3.1 Uniformity of the film thickness
Figure 8 Distribution of thickness of an IGZO film.
Figure 8 Distribution of thickness of an IGZO film.
(a) Distribution of thickness of a film on a G6 substrate.
(b) Distribution of film thickness in transverse direction.

Figure 8 presents the thickness distribution of an IGZO film deposited on a 6th-generation substrate (G6 substrate) with a dimension of 1,850 mm×1,500 mm. A high uniformity of±2.9% was demonstrated for the film on the G6 substrate. Unlike films made by stationary substrate deposition, no unevenness was caused by the cathode in the transverse direction, achieving a remarkable thickness distribution of ±1.6% (Figure 2). The evaluation demonstrated that the moving cathode is capable of depositing a fairly uniform thickness film.

 

Figure 9 Evaluation results of initial characteristics of an IGZO TFT with 25 points on a G6 substrate.
Figure 9 Evaluation results of initial characteristics of an
IGZO TFT with 25 points on a G6 substrate.
3.2 TFT characteristics

Figure 9 presents the initial characteristics of the IGZO TFT as evaluated at 25 points on the surface of a G6 substrate (1,850 mm×1,500 mm). Vgs in the figure represents the gate-source voltage whereas Ids represents the drainsource current. The mobility (μ) in the saturated region was 7.5 cm2/V・sec on average according to the calculation with sub-threshold swing marking 0.32 V/dec. Von (i.e., Vgs at Ids=9 nA) marked 1.1±0.25 V. Excellent and consistent results were obtained with the initial TFT characteristics across the surface of the substrate. Subsequently, the bias stability of the IGZO film was evaluated at 17 points on the same substrate. The results are presented in Figure 10. Vds denotes the source-drain voltage.
In terms of stress conditions, the positive-bias temperature stress (PBTS) was maintained at Vds=+20 V with the substrate temperature at 60℃, and the negative-bias illumination temperature stress (NBITS) was maintained at Vds=-20 V with the substrate temperature at 60℃, while 4,500 cd/m2 of white LED light was constantly irradiated.
Sixty minutes after PBTS was applied, Von shifted by 0.24 to 0.98 V and after NBITS was applied it shifted by -1.30 to -0.5 V. The small size of the shifts in Von indicates that the cathode can provide even bias stability on the substrate surface. Together these results demonstrate that deposition of an IGZO film with a moving cathode can achieve high uniformity and excellent bias stability.

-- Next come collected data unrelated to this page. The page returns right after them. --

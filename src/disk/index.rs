//! Ledger index and its sidecar file.
//!
//! The data file has no framing, so the index is the only way back to a
//! record. It is stored next to the data file as `<data file>.idx`:
//!
//! ```json
//! {
//!   "format_version": 2,
//!   "compression": "gzip",
//!   "records": [
//!     { "key": "9f0c…", "offset": 0, "length": 31, "checksum": 1234 }
//!   ]
//! }
//! ```
//!
//! Records are listed in append order. Each key appears once, pointing at
//! its newest record. Version 2 spans include the one-byte record marker, so
//! a valid span is never empty.

use std::collections::BTreeMap;
use std::fmt;
use std::path::Path;

use serde::de::DeserializeOwned;
use serde::{Deserialize, Serialize};

use crate::disk::Compression;
use crate::error::{CacheError, Result};

/// Current sidecar format version.
const INDEX_FORMAT_VERSION: u32 = 2;

/// Byte range of one record in the data file.
#[derive(Debug, Clone, Copy, PartialEq, Eq, Serialize, Deserialize)]
pub struct Span {
    /// Start of the record
    pub offset: u64,
    /// Stored (possibly compressed) length, always > 0
    pub length: u64,
    /// XXH3-64 of the uncompressed record
    pub checksum: u64,
}

impl Span {
    /// End of the record, or `None` if it lies beyond `u64::MAX`.
    pub fn end(&self) -> Option<u64> {
        self.offset.checked_add(self.length)
    }

    /// Whether the span is non-empty and lies within `file_len` bytes.
    pub fn fits_within(&self, file_len: u64) -> bool {
        self.length > 0 && self.end().is_some_and(|end| end <= file_len)
    }
}

#[derive(Serialize, Deserialize)]
struct IndexRecord<K> {
    key: K,
    offset: u64,
    length: u64,
    checksum: u64,
}

#[derive(Serialize, Deserialize)]
struct IndexFile<K> {
    format_version: u32,
    compression: Compression,
    records: Vec<IndexRecord<K>>,
}

/// Ordered mapping from key to the span of its newest record.
#[derive(Debug, Clone)]
pub struct LedgerIndex<K> {
    spans: BTreeMap<K, Span>,
}

impl<K> Default for LedgerIndex<K> {
    fn default() -> Self {
        Self {
            spans: BTreeMap::new(),
        }
    }
}

impl<K> LedgerIndex<K>
where
    K: Ord + Clone + fmt::Display + Serialize + DeserializeOwned,
{
    pub fn new() -> Self {
        Self::default()
    }

    /// Loads the sidecar at `path`.
    ///
    /// Returns `Ok(None)` if there is no sidecar. A sidecar written with a
    /// different format version or compression is rejected.
    pub fn load(path: &Path, compression: Compression) -> Result<Option<Self>> {
        let raw = match std::fs::read(path) {
            Ok(raw) => raw,
            Err(e) if e.kind() == std::io::ErrorKind::NotFound => return Ok(None),
            Err(e) => return Err(CacheError::io(path, e)),
        };

        let file: IndexFile<K> =
            serde_json::from_slice(&raw).map_err(|e| CacheError::IndexFormat {
                path: path.to_path_buf(),
                reason: e.to_string(),
            })?;

        if file.format_version != INDEX_FORMAT_VERSION {
            return Err(CacheError::IndexFormat {
                path: path.to_path_buf(),
                reason: format!(
                    "format version {} (expected {})",
                    file.format_version, INDEX_FORMAT_VERSION
                ),
            });
        }
        if file.compression != compression {
            return Err(CacheError::IndexFormat {
                path: path.to_path_buf(),
                reason: format!(
                    "records use {} compression, ledger configured for {}",
                    file.compression, compression
                ),
            });
        }

        let mut index = Self::new();
        for record in file.records {
            index.insert(
                record.key,
                Span {
                    offset: record.offset,
                    length: record.length,
                    checksum: record.checksum,
                },
            );
        }
        Ok(Some(index))
    }

    /// Writes the sidecar to `path`, records in append order.
    pub fn save(&self, path: &Path, compression: Compression) -> Result<()> {
        let records = self
            .in_append_order()
            .into_iter()
            .map(|(key, span)| IndexRecord {
                key: key.clone(),
                offset: span.offset,
                length: span.length,
                checksum: span.checksum,
            })
            .collect();

        let file = IndexFile {
            format_version: INDEX_FORMAT_VERSION,
            compression,
            records,
        };

        let json = serde_json::to_vec_pretty(&file).map_err(|e| CacheError::IndexFormat {
            path: path.to_path_buf(),
            reason: e.to_string(),
        })?;
        std::fs::write(path, json).map_err(|e| CacheError::io(path, e))
    }

    /// Checks that every span lies within a data file of `file_len` bytes.
    pub fn validate(&self, file_len: u64) -> Result<()> {
        for (key, span) in &self.spans {
            if !span.fits_within(file_len) {
                return Err(CacheError::IndexOutOfRange {
                    key: key.to_string(),
                    offset: span.offset,
                    length: span.length,
                    file_len,
                });
            }
        }
        Ok(())
    }

    /// Points `key` at `span`, replacing any older record.
    pub fn insert(&mut self, key: K, span: Span) {
        self.spans.insert(key, span);
    }

    pub fn get(&self, key: &K) -> Option<&Span> {
        self.spans.get(key)
    }

    pub fn contains(&self, key: &K) -> bool {
        self.spans.contains_key(key)
    }

    pub fn len(&self) -> usize {
        self.spans.len()
    }

    pub fn is_empty(&self) -> bool {
        self.spans.is_empty()
    }

    pub fn clear(&mut self) {
        self.spans.clear();
    }

    /// Entries sorted by key.
    pub fn iter(&self) -> impl Iterator<Item = (&K, &Span)> {
        self.spans.iter()
    }

    /// Entries sorted by offset, oldest record first.
    pub fn in_append_order(&self) -> Vec<(&K, &Span)> {
        let mut records: Vec<_> = self.spans.iter().collect();
        records.sort_by_key(|(_, span)| span.offset);
        records
    }

    /// Keys sorted by offset, newest record first.
    pub fn keys_newest_first(&self) -> Vec<K> {
        self.in_append_order()
            .into_iter()
            .rev()
            .map(|(key, _)| key.clone())
            .collect()
    }
}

Figure 10 Evaluation results of bias stability of an IGZO TFT with 17 points on a G6 substrate.
Figure 10 Evaluation results of bias stability of an IGZO TFT with 17 points on a G6 substrate.

 

4.Conclusion

A new kind of cathode, a moving cathode, was developed in order to achieve high uniformity and excellent bias stability in film deposition on large substrates. An IGZO film deposited on a G6 substrate (1,850 mm×1,500 mm) by this cathode marked a thickness distribution of ±2.9%. In terms of TFT characteristics, the mobility was 7.5 cm2/V・sec, the sub-threshold swing was 0.32 V/dec, and Von was 1.1±0.25 V. The evaluation using PBTS and NBITS demonstrated the high uniformity and excellent bias stability of the film. Based on these findings, the moving cathode proved capable of performing IGZO film deposition with high uniformity and excellent bias stability.

5.Acknowledgement

The authors express their deep appreciation to Professors Hideo Hosono, Toshio Kamiya, and Hideya Kumomi for their generous advice in conducting this research.

*This article was released in “Technical Journal No.79 published in June, 2015”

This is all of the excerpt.